◆ Directions for this task ◆
In the entries below, which lines run from the one containing "#[derive(Debug, Clone, PartialEq, Eq)]" to the one containing "#[derive(Debug, Clone, PartialEq, Eq, Default)]"? Copy exactly those lines, ends included, and no others.

Top of Provided records

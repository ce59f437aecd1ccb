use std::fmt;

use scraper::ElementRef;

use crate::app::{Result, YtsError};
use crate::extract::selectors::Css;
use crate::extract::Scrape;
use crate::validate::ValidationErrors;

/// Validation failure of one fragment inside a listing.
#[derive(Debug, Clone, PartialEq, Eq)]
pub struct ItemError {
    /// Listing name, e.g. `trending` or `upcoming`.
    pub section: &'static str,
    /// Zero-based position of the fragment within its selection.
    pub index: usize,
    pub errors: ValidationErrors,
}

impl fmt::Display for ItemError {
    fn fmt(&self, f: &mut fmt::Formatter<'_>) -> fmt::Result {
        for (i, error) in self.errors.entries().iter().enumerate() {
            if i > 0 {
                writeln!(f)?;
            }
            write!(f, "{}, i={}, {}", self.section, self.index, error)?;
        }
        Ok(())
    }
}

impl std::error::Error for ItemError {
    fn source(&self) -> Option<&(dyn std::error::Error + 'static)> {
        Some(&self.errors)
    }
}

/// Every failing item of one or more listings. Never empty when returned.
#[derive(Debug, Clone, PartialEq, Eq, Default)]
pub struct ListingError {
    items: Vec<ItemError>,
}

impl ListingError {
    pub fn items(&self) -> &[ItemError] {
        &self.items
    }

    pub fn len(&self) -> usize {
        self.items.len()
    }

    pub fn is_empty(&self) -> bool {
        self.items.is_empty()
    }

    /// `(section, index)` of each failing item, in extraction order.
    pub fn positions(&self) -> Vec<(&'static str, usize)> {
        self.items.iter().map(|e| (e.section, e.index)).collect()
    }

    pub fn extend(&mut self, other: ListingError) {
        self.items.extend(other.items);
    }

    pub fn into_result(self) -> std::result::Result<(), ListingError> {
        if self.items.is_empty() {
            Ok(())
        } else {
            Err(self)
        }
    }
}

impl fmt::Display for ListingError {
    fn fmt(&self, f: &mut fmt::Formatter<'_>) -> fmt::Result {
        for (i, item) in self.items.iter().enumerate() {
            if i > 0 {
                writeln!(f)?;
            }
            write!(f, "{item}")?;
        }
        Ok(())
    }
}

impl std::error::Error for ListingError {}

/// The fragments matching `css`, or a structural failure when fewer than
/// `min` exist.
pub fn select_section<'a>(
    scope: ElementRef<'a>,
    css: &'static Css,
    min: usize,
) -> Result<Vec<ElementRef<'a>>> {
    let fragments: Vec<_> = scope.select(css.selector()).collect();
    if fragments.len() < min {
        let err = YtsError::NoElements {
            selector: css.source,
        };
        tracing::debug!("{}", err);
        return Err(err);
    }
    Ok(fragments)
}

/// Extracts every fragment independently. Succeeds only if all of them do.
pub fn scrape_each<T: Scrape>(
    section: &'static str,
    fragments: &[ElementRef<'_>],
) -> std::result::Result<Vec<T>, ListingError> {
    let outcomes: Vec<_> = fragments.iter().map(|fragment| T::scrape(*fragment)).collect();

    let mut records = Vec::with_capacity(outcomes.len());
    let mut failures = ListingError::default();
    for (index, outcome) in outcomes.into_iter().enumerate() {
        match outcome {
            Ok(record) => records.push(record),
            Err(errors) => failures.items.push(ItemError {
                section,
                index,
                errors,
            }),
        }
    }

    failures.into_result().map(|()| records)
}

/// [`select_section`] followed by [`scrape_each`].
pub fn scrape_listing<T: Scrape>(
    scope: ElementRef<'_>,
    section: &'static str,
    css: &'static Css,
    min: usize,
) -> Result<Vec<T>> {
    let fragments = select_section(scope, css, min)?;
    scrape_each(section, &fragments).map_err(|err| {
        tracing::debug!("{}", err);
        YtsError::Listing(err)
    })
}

Bottom of Provided records
Top of Provided records

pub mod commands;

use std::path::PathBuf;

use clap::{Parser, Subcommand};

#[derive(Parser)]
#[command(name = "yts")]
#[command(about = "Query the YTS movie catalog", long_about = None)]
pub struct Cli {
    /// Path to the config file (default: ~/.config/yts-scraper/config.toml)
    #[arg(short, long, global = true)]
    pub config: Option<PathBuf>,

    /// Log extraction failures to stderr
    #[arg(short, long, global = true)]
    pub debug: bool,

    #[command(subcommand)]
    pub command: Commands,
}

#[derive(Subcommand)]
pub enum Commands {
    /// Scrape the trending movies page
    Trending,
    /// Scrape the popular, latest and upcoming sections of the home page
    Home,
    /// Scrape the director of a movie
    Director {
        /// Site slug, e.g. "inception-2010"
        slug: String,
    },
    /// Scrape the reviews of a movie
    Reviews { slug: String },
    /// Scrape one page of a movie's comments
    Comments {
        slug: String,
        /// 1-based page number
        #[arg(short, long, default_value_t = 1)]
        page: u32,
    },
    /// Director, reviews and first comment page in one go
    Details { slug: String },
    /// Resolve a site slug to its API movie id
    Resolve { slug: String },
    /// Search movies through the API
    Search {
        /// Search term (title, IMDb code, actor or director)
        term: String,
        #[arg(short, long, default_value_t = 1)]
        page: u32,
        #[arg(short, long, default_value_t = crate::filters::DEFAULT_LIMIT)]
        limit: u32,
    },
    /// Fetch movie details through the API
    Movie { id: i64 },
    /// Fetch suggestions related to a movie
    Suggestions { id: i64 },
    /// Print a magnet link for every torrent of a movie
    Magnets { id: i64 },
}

Bottom of Provided records

◆ Exercise result ◆
#[derive(Debug, Clone, PartialEq, Eq)]
pub struct ItemError {
    /// Listing name, e.g. `trending` or `upcoming`.
    pub section: &'static str,
    /// Zero-based position of the fragment within its selection.
    pub index: usize,
    pub errors: ValidationErrors,
}

impl fmt::Display for ItemError {
    fn fmt(&self, f: &mut fmt::Formatter<'_>) -> fmt::Result {
        for (i, error) in self.errors.entries().iter().enumerate() {
            if i > 0 {
                writeln!(f)?;
            }
            write!(f, "{}, i={}, {}", self.section, self.index, error)?;
        }
        Ok(())
    }
}

impl std::error::Error for ItemError {
    fn source(&self) -> Option<&(dyn std::error::Error + 'static)> {
        Some(&self.errors)
    }
}

/// Every failing item of one or more listings. Never empty when returned.
#[derive(Debug, Clone, PartialEq, Eq, Default)]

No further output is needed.